* Exercise details
Find each line of the entries with the string "scan", please, and copy it.

* Source information
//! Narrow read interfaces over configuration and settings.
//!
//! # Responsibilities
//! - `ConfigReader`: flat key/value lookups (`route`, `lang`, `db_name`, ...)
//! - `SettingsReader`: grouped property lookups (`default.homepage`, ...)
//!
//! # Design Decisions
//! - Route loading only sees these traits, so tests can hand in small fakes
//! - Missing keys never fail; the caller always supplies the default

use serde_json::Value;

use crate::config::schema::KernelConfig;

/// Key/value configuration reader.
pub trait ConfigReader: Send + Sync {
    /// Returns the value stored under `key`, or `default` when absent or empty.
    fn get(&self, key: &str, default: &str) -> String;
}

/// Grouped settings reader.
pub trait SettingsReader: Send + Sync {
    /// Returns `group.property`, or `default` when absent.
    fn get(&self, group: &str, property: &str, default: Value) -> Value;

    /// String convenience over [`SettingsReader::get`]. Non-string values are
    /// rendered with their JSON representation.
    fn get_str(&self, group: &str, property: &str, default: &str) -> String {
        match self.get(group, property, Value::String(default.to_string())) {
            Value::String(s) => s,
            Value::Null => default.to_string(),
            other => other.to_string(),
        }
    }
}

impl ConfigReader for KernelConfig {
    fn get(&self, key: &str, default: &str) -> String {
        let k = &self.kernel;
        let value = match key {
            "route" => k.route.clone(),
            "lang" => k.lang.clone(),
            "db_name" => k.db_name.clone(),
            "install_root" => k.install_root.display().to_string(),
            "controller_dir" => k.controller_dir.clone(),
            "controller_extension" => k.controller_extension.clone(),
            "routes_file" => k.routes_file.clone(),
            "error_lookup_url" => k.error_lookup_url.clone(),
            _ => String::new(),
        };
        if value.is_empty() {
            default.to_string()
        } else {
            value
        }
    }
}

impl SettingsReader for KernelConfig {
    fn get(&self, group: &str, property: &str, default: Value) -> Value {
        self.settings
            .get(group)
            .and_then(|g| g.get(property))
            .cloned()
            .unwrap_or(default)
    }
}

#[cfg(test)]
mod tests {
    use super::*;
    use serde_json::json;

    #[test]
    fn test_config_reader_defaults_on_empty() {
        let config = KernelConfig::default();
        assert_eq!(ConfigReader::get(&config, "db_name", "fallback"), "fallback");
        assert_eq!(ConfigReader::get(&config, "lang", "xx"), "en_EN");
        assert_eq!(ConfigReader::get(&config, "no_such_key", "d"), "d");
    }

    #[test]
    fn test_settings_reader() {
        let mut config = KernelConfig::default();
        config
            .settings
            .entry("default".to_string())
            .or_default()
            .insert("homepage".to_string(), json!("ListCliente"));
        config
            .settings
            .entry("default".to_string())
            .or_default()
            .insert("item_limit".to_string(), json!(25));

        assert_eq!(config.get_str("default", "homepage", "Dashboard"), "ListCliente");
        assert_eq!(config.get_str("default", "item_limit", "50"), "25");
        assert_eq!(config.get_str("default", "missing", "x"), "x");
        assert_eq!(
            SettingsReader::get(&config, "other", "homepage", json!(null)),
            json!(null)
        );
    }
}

...

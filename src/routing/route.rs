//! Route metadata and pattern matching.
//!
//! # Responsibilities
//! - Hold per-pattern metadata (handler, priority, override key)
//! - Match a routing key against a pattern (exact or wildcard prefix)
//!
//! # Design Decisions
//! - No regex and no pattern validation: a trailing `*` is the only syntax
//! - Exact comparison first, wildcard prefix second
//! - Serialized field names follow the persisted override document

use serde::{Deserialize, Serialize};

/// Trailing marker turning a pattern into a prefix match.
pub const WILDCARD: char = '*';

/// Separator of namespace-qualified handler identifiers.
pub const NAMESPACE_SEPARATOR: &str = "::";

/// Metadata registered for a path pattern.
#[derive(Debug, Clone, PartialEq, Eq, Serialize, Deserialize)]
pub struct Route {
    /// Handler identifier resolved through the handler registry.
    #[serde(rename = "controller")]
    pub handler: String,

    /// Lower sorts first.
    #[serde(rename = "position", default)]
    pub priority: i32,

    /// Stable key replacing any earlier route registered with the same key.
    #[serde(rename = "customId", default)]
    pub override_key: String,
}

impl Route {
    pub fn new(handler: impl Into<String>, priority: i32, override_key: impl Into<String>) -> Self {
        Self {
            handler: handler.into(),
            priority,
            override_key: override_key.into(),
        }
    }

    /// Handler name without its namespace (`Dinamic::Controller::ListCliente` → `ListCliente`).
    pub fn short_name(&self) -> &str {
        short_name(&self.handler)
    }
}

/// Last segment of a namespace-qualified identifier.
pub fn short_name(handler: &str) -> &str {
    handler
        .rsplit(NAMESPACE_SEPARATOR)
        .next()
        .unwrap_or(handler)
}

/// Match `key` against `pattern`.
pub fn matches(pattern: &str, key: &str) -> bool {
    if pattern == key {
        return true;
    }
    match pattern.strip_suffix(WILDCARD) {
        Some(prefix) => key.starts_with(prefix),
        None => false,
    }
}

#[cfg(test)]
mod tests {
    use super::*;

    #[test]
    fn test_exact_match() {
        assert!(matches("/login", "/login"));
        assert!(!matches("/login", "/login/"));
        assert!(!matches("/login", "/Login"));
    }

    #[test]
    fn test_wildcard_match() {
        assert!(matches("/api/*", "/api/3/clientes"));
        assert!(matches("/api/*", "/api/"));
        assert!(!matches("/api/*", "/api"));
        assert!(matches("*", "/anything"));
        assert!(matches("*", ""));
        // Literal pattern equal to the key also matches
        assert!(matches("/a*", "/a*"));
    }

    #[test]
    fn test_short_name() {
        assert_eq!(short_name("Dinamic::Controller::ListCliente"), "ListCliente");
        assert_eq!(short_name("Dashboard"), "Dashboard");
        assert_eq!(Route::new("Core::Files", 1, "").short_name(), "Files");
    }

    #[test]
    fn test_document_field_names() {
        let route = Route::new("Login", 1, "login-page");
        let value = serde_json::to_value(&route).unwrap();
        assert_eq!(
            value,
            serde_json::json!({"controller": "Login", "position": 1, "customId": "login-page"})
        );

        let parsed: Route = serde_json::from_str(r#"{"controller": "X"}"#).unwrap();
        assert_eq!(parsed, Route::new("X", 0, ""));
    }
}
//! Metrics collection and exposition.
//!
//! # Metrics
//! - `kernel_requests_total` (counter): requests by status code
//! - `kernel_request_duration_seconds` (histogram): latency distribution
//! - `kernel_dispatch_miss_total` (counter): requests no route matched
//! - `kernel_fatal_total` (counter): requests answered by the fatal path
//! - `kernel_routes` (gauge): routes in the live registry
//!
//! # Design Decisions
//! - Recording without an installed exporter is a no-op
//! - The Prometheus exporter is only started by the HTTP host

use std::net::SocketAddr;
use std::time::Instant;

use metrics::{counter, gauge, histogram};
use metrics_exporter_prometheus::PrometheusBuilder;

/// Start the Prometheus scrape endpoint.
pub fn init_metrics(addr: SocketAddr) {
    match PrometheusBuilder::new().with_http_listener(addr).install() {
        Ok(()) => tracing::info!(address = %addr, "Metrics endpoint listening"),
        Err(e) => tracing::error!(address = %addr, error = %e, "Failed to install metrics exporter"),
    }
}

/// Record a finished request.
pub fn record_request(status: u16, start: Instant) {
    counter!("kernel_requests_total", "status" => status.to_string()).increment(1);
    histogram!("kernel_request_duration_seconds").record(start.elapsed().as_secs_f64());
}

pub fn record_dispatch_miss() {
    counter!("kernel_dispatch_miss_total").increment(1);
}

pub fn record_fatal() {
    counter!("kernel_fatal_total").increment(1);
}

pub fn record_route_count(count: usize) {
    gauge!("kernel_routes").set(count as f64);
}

* * *

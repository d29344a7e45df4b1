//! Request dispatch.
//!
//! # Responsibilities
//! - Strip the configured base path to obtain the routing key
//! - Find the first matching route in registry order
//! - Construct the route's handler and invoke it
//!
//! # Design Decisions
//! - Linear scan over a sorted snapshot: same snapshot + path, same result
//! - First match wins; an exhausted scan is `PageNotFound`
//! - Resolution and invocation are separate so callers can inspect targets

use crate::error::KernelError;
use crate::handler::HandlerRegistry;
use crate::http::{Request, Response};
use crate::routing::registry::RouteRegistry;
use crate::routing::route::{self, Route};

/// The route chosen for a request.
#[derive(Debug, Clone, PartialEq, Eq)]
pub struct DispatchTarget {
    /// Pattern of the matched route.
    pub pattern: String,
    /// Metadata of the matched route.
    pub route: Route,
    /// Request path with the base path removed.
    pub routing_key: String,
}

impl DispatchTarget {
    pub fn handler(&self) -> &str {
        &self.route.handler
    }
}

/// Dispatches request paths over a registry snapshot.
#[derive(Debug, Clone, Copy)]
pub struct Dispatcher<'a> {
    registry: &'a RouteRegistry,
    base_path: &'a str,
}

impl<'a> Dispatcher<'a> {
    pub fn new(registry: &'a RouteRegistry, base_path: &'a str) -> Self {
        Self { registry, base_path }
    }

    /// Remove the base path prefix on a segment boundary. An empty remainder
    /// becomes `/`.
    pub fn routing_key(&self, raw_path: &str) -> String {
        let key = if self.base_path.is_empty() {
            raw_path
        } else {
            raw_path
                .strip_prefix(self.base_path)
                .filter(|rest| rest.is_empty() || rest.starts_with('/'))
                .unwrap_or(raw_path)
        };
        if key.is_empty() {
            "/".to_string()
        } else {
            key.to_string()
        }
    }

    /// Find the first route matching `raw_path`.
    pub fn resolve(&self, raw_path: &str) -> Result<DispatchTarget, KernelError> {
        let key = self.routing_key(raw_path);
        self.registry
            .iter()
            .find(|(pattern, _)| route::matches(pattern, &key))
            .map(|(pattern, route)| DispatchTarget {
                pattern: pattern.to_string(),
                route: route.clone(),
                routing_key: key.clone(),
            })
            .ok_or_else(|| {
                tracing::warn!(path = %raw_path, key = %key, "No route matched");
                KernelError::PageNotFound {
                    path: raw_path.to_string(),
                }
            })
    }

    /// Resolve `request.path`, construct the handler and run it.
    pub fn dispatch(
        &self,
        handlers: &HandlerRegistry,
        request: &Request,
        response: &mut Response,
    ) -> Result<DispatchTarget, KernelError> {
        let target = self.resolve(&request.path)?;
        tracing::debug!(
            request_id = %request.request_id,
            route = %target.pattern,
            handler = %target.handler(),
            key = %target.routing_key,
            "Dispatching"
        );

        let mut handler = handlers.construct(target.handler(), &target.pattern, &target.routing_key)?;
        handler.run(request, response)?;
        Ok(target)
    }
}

* Exercise output
//! - Linear scan over a sorted snapshot: same snapshot + path, same result
//! - First match wins; an exhausted scan is `PageNotFound`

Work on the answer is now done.